Está na mão do Senado americano o futuro perfil das relações comerciais do Brasil com os Estados Unidos. Caberá aos senadores decidir se aprovam o dispositivo que prevê a cobrança de taxas de importação sobre produtos exportados por países que não adotarem metas de redução de emissões equivalentes às americanas. Tal dispositivo foi incluído no projeto de lei de combate às mudanças climáticas apresentado pelo partido Democrata, do presidente Barack Obama, e já passou pela Câmara dos Representantes, ainda que com algumas modificações. A medida impõe, de forma unilateral, restrições a países emergentes, como o Brasil, que têm no mercado americano um de seus principais parceiros. Se aprovado o projeto, o novo cenário comercial estará entre os temas mais polêmicos da pauta da COP-15, em dezembro.

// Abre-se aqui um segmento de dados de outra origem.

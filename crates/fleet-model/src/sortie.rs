//! The Sortie entity.

use crate::ids::{MissionId, SortieId, SpecialistId};
use crate::mission::Priority;
use chrono::{DateTime, Utc};
use serde::{Deserialize, Serialize};

#[derive(Debug, Clone, Copy, PartialEq, Eq, Serialize, Deserialize)]
#[serde(rename_all = "snake_case")]
pub enum SortieStatus {
    Pending,
    Assigned,
    InProgress,
    Blocked,
    Review,
    Completed,
    Failed,
    Cancelled,
}

impl SortieStatus {
    pub fn is_terminal(self) -> bool {
        matches!(
            self,
            SortieStatus::Completed | SortieStatus::Failed | SortieStatus::Cancelled
        )
    }

    /// `complete` is only legal from `{in_progress, review}`.
    pub fn can_complete(self) -> bool {
        matches!(self, SortieStatus::InProgress | SortieStatus::Review)
    }
}

#[derive(Debug, Clone, Serialize, Deserialize)]
pub struct Sortie {
    pub id: SortieId,
    pub mission_id: Option<MissionId>,
    pub title: String,
    pub description: Option<String>,
    pub status: SortieStatus,
    pub priority: Priority,
    pub assigned_to: Option<SpecialistId>,
    pub created_at: DateTime<Utc>,
    pub started_at: Option<DateTime<Utc>>,
    pub completed_at: Option<DateTime<Utc>>,
    /// `0..=100`, non-decreasing within a single `in_progress` run.
    pub progress: i32,
    pub progress_notes: Option<String>,
    pub blocked_by: Option<String>,
    pub blocked_reason: Option<String>,
    pub files: Vec<String>,
    pub result: Option<serde_json::Value>,
    pub metadata: serde_json::Value,
}

#[derive(Debug, Clone, Serialize, Deserialize)]
pub struct NewSortie {
    pub mission_id: Option<MissionId>,
    pub title: String,
    pub description: Option<String>,
    pub priority: Priority,
    pub files: Vec<String>,
    pub metadata: serde_json::Value,
}

/// Validate a progress value: `0` and `100` are accepted, anything outside
/// `0..=100` is rejected with `VALIDATION`.
pub fn validate_progress(value: i32) -> Result<(), crate::error::CoreError> {
    if (0..=100).contains(&value) {
        Ok(())
    } else {
        Err(crate::error::CoreError::validation(format!(
            "progress must be in 0..=100, got {value}"
        )))
    }
}
//! The Mission entity.

use crate::ids::MissionId;
use chrono::{DateTime, Utc};
use serde::{Deserialize, Serialize};

#[derive(Debug, Clone, Copy, PartialEq, Eq, Serialize, Deserialize)]
#[serde(rename_all = "snake_case")]
pub enum MissionStatus {
    Pending,
    InProgress,
    Review,
    Completed,
    Cancelled,
}

impl MissionStatus {
    /// Whether `complete`/`cancel` may legally follow this status:
    /// `pending -> in_progress -> (review?) -> completed|cancelled`.
    pub fn can_transition_to(self, next: MissionStatus) -> bool {
        use MissionStatus::*;
        matches!(
            (self, next),
            (Pending, InProgress)
                | (Pending, Cancelled)
                | (InProgress, Review)
                | (InProgress, Completed)
                | (InProgress, Cancelled)
                | (Review, Completed)
                | (Review, Cancelled)
        )
    }

    pub fn is_terminal(self) -> bool {
        matches!(self, MissionStatus::Completed | MissionStatus::Cancelled)
    }
}

#[derive(Debug, Clone, Copy, PartialEq, Eq, PartialOrd, Ord, Serialize, Deserialize)]
#[serde(rename_all = "snake_case")]
pub enum Priority {
    Low,
    Medium,
    High,
    Critical,
}

#[derive(Debug, Clone, Serialize, Deserialize)]
pub struct Mission {
    pub id: MissionId,
    pub title: String,
    pub description: Option<String>,
    pub status: MissionStatus,
    pub priority: Priority,
    pub created_at: DateTime<Utc>,
    pub started_at: Option<DateTime<Utc>>,
    pub completed_at: Option<DateTime<Utc>>,
    pub total_sorties: i64,
    pub completed_sorties: i64,
    pub result: Option<serde_json::Value>,
    pub metadata: serde_json::Value,
}

#[derive(Debug, Clone, Serialize, Deserialize)]
pub struct NewMission {
    pub title: String,
    pub description: Option<String>,
    pub priority: Priority,
    pub metadata: serde_json::Value,
}
//! The Projections registry — the event_type -> row-update
//! dispatch table for missions, sorties, specialists, locks, mailboxes,
//! messages, and cursors, plus the read-only query methods every higher
//! layer uses instead of touching SQL directly.
//!
//! Each handler derives a row update purely from the event it's given;
//! an unrecognized `event_type` is logged and skipped rather than treated
//! as an error, so older projections stay forward-compatible with newer
//! event types.
//!
//! `apply` is a free function, not a method on a handle, because it must be
//! callable from inside a write transaction a command-handling crate
//! (`fleet-locks`, `fleet-mailbox`, ...) already owns — bare pool-taking
//! functions rather than a stateful client object.

pub mod ledger;
pub mod queries;

pub use ledger::Ledger;

use fleet_model::{CoreError, CoreResult, Event};
use sqlx::{Sqlite, Transaction};
use tracing::warn;

const PROJECTION_NAME: &str = "core";
const PROJECTION_VERSION: i64 = 1;

/// Dispatch one event to its projection handler, inside the caller's
/// transaction. Unknown `event_type`s are logged and ignored.
pub async fn apply(tx: &mut Transaction<'static, Sqlite>, event: &Event) -> CoreResult<()> {
    match event.event_type.as_str() {
        "mission_created" => handlers::mission_created(tx, event).await,
        "mission_started" => handlers::mission_status(tx, event, "in_progress", Some("started_at")).await,
        "mission_review" => handlers::mission_status(tx, event, "review", None).await,
        "mission_completed" => handlers::mission_completed(tx, event).await,
        "mission_cancelled" => handlers::mission_status(tx, event, "cancelled", None).await,

        "sortie_created" => handlers::sortie_created(tx, event).await,
        "sortie_assigned" => handlers::sortie_assigned(tx, event).await,
        "sortie_started" => handlers::sortie_started(tx, event).await,
        "sortie_progress" => handlers::sortie_progress(tx, event).await,
        "sortie_blocked" => handlers::sortie_blocked(tx, event).await,
        "sortie_unblocked" => handlers::sortie_unblocked(tx, event).await,
        "sortie_review" => handlers::sortie_simple_status(tx, event, "review").await,
        "sortie_completed" => handlers::sortie_completed(tx, event).await,
        "sortie_failed" => handlers::sortie_terminal(tx, event, "failed").await,
        "sortie_cancelled" => handlers::sortie_terminal(tx, event, "cancelled").await,

        "specialist_registered" => handlers::specialist_registered(tx, event).await,
        "specialist_heartbeat" => handlers::specialist_heartbeat(tx, event).await,
        "specialist_status_changed" => handlers::specialist_status_changed(tx, event).await,

        "lock_acquired" => handlers::lock_acquired(tx, event).await,
        "lock_released" => handlers::lock_released(tx, event, "released").await,
        "lock_force_released" => handlers::lock_released(tx, event, "force_released").await,
        "lock_expired" => handlers::lock_released(tx, event, "expired").await,
        "lock_extended" => handlers::lock_extended(tx, event).await,

        "message_sent" => handlers::message_sent(tx, event).await,
        "message_read" => handlers::message_status(tx, event, "read", "read_at").await,
        "message_acked" => handlers::message_status(tx, event, "acked", "acked_at").await,
        "message_requeued" => handlers::message_requeued(tx, event).await,

        "cursor_advanced" => handlers::cursor_advanced(tx, event).await,

        // Checkpoints are written directly to the `checkpoints` table by
        // `fleet-checkpoint` in the same write transaction as the event
        // append; there is no generic row derivation
        // to perform here.
        "checkpoint_created" | "checkpoint_consumed" => Ok(()),

        other => {
            warn!(event_type = other, event_id = %event.event_id, "unknown event_type, ignoring");
            Ok(())
        }
    }
}

/// If the projection tables are empty or `projection_meta` is stale,
/// truncate and replay every event in `sequence_number`/global order to
/// rebuild them. Safe because every handler in `apply` is
/// idempotent given the same event exactly once.
pub async fn rebuild_if_needed(store: &fleet_store::Store) -> CoreResult<()> {
    let mut write = store.begin_write().await?;

    let current_version: Option<i64> =
        sqlx::query_scalar("SELECT version FROM projection_meta WHERE name = ?")
            .bind(PROJECTION_NAME)
            .fetch_optional(&mut *write.tx)
            .await
            .map_err(|e| CoreError::internal(format!("read projection_meta: {e}")))?;

    if current_version == Some(PROJECTION_VERSION) {
        write.rollback().await?;
        return Ok(());
    }

    for table in [
        "missions", "sorties", "specialists", "locks", "mailboxes", "messages", "cursors",
    ] {
        sqlx::query(&format!("DELETE FROM {table}"))
            .execute(&mut *write.tx)
            .await
            .map_err(|e| CoreError::internal(format!("truncate {table}: {e}")))?;
    }

    let rows = sqlx::query("SELECT event_id FROM events ORDER BY global_seq ASC")
        .fetch_all(&mut *write.tx)
        .await
        .map_err(|e| CoreError::internal(format!("list events for replay: {e}")))?;

    use sqlx::Row;
    let event_ids: Vec<String> = rows
        .iter()
        .map(|r| r.try_get::<String, _>("event_id"))
        .collect::<Result<_, _>>()
        .map_err(|e| CoreError::internal(format!("event_id column: {e}")))?;

    for event_id in event_ids {
        let row = sqlx::query("SELECT * FROM events WHERE event_id = ?")
            .bind(&event_id)
            .fetch_one(&mut *write.tx)
            .await
            .map_err(|e| CoreError::internal(format!("reload event {event_id}: {e}")))?;
        let event = row_to_event(&row)?;
        apply(&mut write.tx, &event).await?;
    }

    sqlx::query(
        "INSERT INTO projection_meta (name, version) VALUES (?, ?) \
         ON CONFLICT(name) DO UPDATE SET version = excluded.version",
    )
    .bind(PROJECTION_NAME)
    .bind(PROJECTION_VERSION)
    .execute(&mut *write.tx)
    .await
    .map_err(|e| CoreError::internal(format!("write projection_meta: {e}")))?;

    write.commit().await?;
    store.note_write_committed();
    Ok(())
}

fn row_to_event(row: &sqlx::sqlite::SqliteRow) -> CoreResult<Event> {
    use fleet_model::EventId;
    use sqlx::Row;

    let data_raw: String = row.try_get("data").map_err(|e| CoreError::internal(e.to_string()))?;
    let stream_type_raw: String = row
        .try_get("stream_type")
        .map_err(|e| CoreError::internal(e.to_string()))?;
    let causation_raw: Option<String> = row
        .try_get("causation_id")
        .map_err(|e| CoreError::internal(e.to_string()))?;
    let correlation_raw: String = row
        .try_get("correlation_id")
        .map_err(|e| CoreError::internal(e.to_string()))?;
    let event_id_raw: String = row.try_get("event_id").map_err(|e| CoreError::internal(e.to_string()))?;

    Ok(Event {
        event_id: EventId::parse(event_id_raw)?,
        sequence_number: row
            .try_get("sequence_number")
            .map_err(|e| CoreError::internal(e.to_string()))?,
        event_type: row.try_get("event_type").map_err(|e| CoreError::internal(e.to_string()))?,
        stream_type: stream_type_raw.parse()?,
        stream_id: row.try_get("stream_id").map_err(|e| CoreError::internal(e.to_string()))?,
        data: serde_json::from_str(&data_raw)
            .map_err(|e| CoreError::corruption(format!("event data is not valid JSON: {e}")))?,
        causation_id: causation_raw.map(EventId::parse).transpose()?,
        correlation_id: EventId::parse(correlation_raw)?,
        occurred_at: fleet_store::get_datetime(row, "occurred_at")?,
        recorded_at: fleet_store::get_datetime(row, "recorded_at")?,
        schema_version: row
            .try_get("schema_version")
            .map_err(|e| CoreError::internal(e.to_string()))?,
    })
}

mod handlers;
//! The Checkpoint Engine — point-in-time mission snapshots
//! persisted to both the `checkpoints` table and a JSON file under
//! `<data_dir>/checkpoints/`, with a `latest.json` pointer kept current per
//! mission.
//!
//! When the DB row and the file mirror disagree, the DB row always wins —
//! the file is a disaster-recovery artifact, not a second source of truth.

use std::path::{Path, PathBuf};

use chrono::{DateTime, Duration as ChronoDuration, Utc};
use fleet_model::{
    Checkpoint, CheckpointId, CheckpointTrigger, CoreError, CoreResult, LockSnapshot, MessageSnapshot,
    MissionId, NewCheckpoint, NewEvent, RecoveryContext, SortieSnapshot, SpecialistId, StreamType,
};
use fleet_projections::{queries, Ledger};
use serde_json::json;
use sqlx::Row;

mod persist;

pub use persist::load_from_file;

/// Progress percentages that trigger an automatic checkpoint the first time
/// a mission's progress crosses them.
pub const PROGRESS_THRESHOLDS: [i32; 4] = [25, 50, 75, 100];

#[derive(Clone)]
pub struct CheckpointEngine {
    ledger: Ledger,
    checkpoints_dir: PathBuf,
}
//! The Lock (file reservation, "CTK") entity.

use crate::ids::{LockId, SpecialistId};
use chrono::{DateTime, Utc};
use serde::{Deserialize, Serialize};

#[derive(Debug, Clone, Copy, PartialEq, Eq, Serialize, Deserialize)]
#[serde(rename_all = "snake_case")]
pub enum LockPurpose {
    Edit,
    Read,
    Delete,
}

impl LockPurpose {
    /// Exclusive semantics always for `edit`/`delete`; multiple `read`s on
    /// the same path coexist; `edit` vs `read` is rejected.
    pub fn conflicts_with(self, other: LockPurpose) -> bool {
        !matches!((self, other), (LockPurpose::Read, LockPurpose::Read))
    }
}

#[derive(Debug, Clone, Copy, PartialEq, Eq, Serialize, Deserialize)]
#[serde(rename_all = "snake_case")]
pub enum LockStatus {
    Active,
    Released,
    Expired,
    ForceReleased,
}

#[derive(Debug, Clone, Serialize, Deserialize)]
pub struct Lock {
    pub id: LockId,
    pub file: String,
    pub normalized_path: String,
    pub reserved_by: SpecialistId,
    pub reserved_at: DateTime<Utc>,
    pub released_at: Option<DateTime<Utc>>,
    pub expires_at: DateTime<Utc>,
    pub purpose: LockPurpose,
    pub checksum: Option<String>,
    pub status: LockStatus,
}

impl Lock {
    /// Expiry is the inclusive boundary: a lock expiring exactly at `now` is
    /// expired.
    pub fn is_expired_at(&self, now: DateTime<Utc>) -> bool {
        self.expires_at <= now
    }

    pub fn is_active_at(&self, now: DateTime<Utc>) -> bool {
        self.status == LockStatus::Active && !self.is_expired_at(now)
    }
}

/// Case-folding policy for `normalized_path`, chosen once at startup and
/// recorded in a reserved metadata row.
#[derive(Debug, Clone, Copy, PartialEq, Eq, Serialize, Deserialize)]
#[serde(rename_all = "snake_case")]
pub enum CasePolicy {
    Sensitive,
    InsensitiveAscii,
}

impl CasePolicy {
    pub fn as_str(self) -> &'static str {
        match self {
            CasePolicy::Sensitive => "sensitive",
            CasePolicy::InsensitiveAscii => "insensitive_ascii",
        }
    }
}

impl std::str::FromStr for CasePolicy {
    type Err = crate::error::CoreError;

    fn from_str(s: &str) -> Result<Self, Self::Err> {
        match s {
            "sensitive" => Ok(CasePolicy::Sensitive),
            "insensitive_ascii" => Ok(CasePolicy::InsensitiveAscii),
            other => Err(crate::error::CoreError::corruption(format!(
                "unrecognized case_policy {other:?} in core_metadata"
            ))),
        }
    }
}

/// A point-in-time copy of a lock, embedded in a checkpoint.
#[derive(Debug, Clone, Serialize, Deserialize)]
pub struct LockSnapshot {
    pub id: LockId,
    pub file: String,
    pub normalized_path: String,
    pub reserved_by: SpecialistId,
    pub purpose: LockPurpose,
    pub checksum: Option<String>,
    pub expires_at: DateTime<Utc>,
}
/// Builds the minimal set of `sortie_*` events that move `current` to
/// `snapshot`'s shape. Order matters: unblocking/assignment/status changes
/// happen before the progress figure is reasserted.
fn diff_sortie_events(current: &Sortie, snapshot: &SortieSnapshot) -> Vec<NewEvent> {
    let mut events = Vec::new();
    let stream_id = snapshot.id.as_str();

    if snapshot.assigned_to.is_some() && snapshot.assigned_to != current.assigned_to {
        events.push(NewEvent::new(
            "sortie_assigned",
            StreamType::Sortie,
            stream_id,
            json!({"specialist_id": snapshot.assigned_to.as_ref().map(|s| s.as_str())}),
        ));
    }

    if snapshot.status != current.status {
        match snapshot.status {
            SortieStatus::Pending => {
                warn!(sortie_id = %snapshot.id, "cannot restore a sortie back to pending, leaving current status");
            }
            SortieStatus::InProgress if current.status == SortieStatus::Blocked => {
                events.push(NewEvent::new("sortie_unblocked", StreamType::Sortie, stream_id, json!({})));
            }
            SortieStatus::InProgress => {
                events.push(NewEvent::new("sortie_started", StreamType::Sortie, stream_id, json!({})));
            }
            SortieStatus::Blocked => {
                events.push(NewEvent::new(
                    "sortie_blocked",
                    StreamType::Sortie,
                    stream_id,
                    json!({"blocked_by": snapshot.blocked_by, "reason": snapshot.blocked_reason}),
                ));
            }
            SortieStatus::Assigned => {
                // Covered by the assignment event above when `assigned_to`
                // is set; nothing further distinguishes `assigned` itself.
            }
            SortieStatus::Review => {
                events.push(NewEvent::new("sortie_review", StreamType::Sortie, stream_id, json!({})));
            }
            SortieStatus::Completed => {
                events.push(NewEvent::new("sortie_completed", StreamType::Sortie, stream_id, json!({"result": null})));
            }
            SortieStatus::Failed => {
                events.push(NewEvent::new("sortie_failed", StreamType::Sortie, stream_id, json!({})));
            }
            SortieStatus::Cancelled => {
                events.push(NewEvent::new("sortie_cancelled", StreamType::Sortie, stream_id, json!({})));
            }
        }
    }

    if snapshot.progress != current.progress && !matches!(snapshot.status, SortieStatus::Completed) {
        events.push(NewEvent::new(
            "sortie_progress",
            StreamType::Sortie,
            stream_id,
            json!({"progress": snapshot.progress, "notes": null}),
        ));
    }

    events
}
//! Maps [`CoreError`] onto the Coordinator API's uniform error envelope
//! and its HTTP status.
//!
//! `CoreError` already derives `Serialize`, but its wire shape doesn't match
//! the envelope directly (`kind` serializes as the Rust variant name, not
//! the wire code), so handlers convert through [`ApiError`] rather than
//! returning `CoreError` to Axum directly.

use axum::{
    http::StatusCode,
    response::{IntoResponse, Response},
    Json,
};
use fleet_model::CoreError;
use serde::Serialize;

#[derive(Debug, Serialize)]
struct ErrorBody {
    code: &'static str,
    message: String,
    #[serde(skip_serializing_if = "Option::is_none")]
    details: Option<serde_json::Value>,
}

#[derive(Debug, Serialize)]
struct Envelope {
    error: ErrorBody,
}

pub struct ApiError(pub CoreError);

impl From<CoreError> for ApiError {
    fn from(err: CoreError) -> Self {
        Self(err)
    }
}

impl IntoResponse for ApiError {
    fn into_response(self) -> Response {
        let status = StatusCode::from_u16(self.0.kind.http_status()).unwrap_or(StatusCode::INTERNAL_SERVER_ERROR);
        let body = Envelope {
            error: ErrorBody {
                code: self.0.kind.code(),
                message: self.0.message,
                details: self.0.details,
            },
        };
        (status, Json(body)).into_response()
    }
}

pub type ApiResult<T> = Result<T, ApiError>;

Na hipótese de se chegar a um acordo sobre o controle das emissões em Copenhague, ou mais tarde, os países emergentes de maior participação nas emissões e de mais elevado nível econômico estarão diante da alternativa ou de aceitarem tetos de emissões ou de correrem o risco de verem suas exportações penalizadas em praticamente todos os mercados dos 36 integrantes do Anexo A – países desenvolvidos que têm metas de redução acordadas no Protocolo de Kyoto -, mais os Estados Unidos, afirma o ex-embaixador Rubens Ricupero, atual diretor da Faculdade de Economia e Relações Internacionais da Fundação Armando Álvares Penteado (Faap).
O projeto em tramitação no Senado americano difere em muitos pontos tanto da proposta original do presidente Obama quanto da versão a provada na Casa dos Representantes. Embora a liderança democrata tenha admitido, no começo de outubro, que não dispunha dos 60 votos necessários para aprovar o projeto sem obstrução, sua simples discussão já foi suficiente para acionar um alerta amarelo entre os países exportadores ao mercado americano.
A pressão sobre os emergentes teria sido reforçada a partir da recente divulgação de um relatório do Programa das Nações Unidas para o Meio Ambiente (Pnuma) segundo o qual esses países foram responsáveis, em 2006, por 80% do aumento global das emissões de gás carbônico no planeta, cuja taxa de crescimento passou da média anual de 1,5% na década de 90 para 3,5% a partir do ano 2000. Some-se a isso a avaliação do Banco Mundial, feita em março, dos programas de gastos dos emergentes voltados para a mudança para uma de baixa emissão, que expôs uma posição nada confortável do Brasil. Nessa fotografia, a China e a Coreia do Sul, grandes exportadores de produtos manufaturados, saíram na frente e receberam a melhor avaliação entre os emergentes, aparecendo inclusive à frente do Reino Unido. Já o Brasil ficou ao lado da Rússia e da Índia, com investimentos bem menores.
Segundo Ricupero, a questão da imposição de limites aos emergentes não é importante apenas para os Estados Unidos, que tentam, com isso, proteger suas indústrias da concorrência. Ela tem destaque também na União Europeia. Ele considera praticamente inconcebível que os integrantes do Anexo A da Convenção sobre Mudança Climática admitam aceitar tetos maiores do que os estipulados pelo protocolo e se resignem a que os maiores emergentes continuem a exportar para os mercados desenvolvidos ao mesmo tempo em que se recusem em aceitar metas obrigatórias.
O dispositivo capaz de erguer barreiras no comércio com os Estados Unidos é duramente rechaçado por representantes de setores industriais brasileiros e do próprio governo. Esse tipo de posicionamento minimiza a colaboração entre países e vai contra o princípio da sustentabilidade e ao livre comércio, vai contra tudo o que já foi discutido no Protocolo de Kyoto, diz Jorge Soto, diretor de desenvolvimento sustentável da Braskem, que atua no setor petroquímico, com forte concorrência internacional.
Para o ex-embaixador Rubens Barbosa, presidente da Rubens Barbosa & Associados, consultoria de comércio internacional e investimentos, ao estabelecer limites de emissão para as empresas americanas, o projeto traz impactos negativos para países como o Brasil. As empresas americanas conseguiram incluir medidas que obrigam outros países, em especial os do bloco dos emergentes, a ter conduta semelhante.
Essas propostas colocam muitos parceiros comerciais dos Estados Unidos em uma camisa-de-força na medida em que é possível prever uma espécie de punição tarifária para aqueles que não estiverem alinhados com as metas de empresas americanas. É uma forma de os EUA afastarem a perda de competitividade de suas empresas, avalia Barbosa.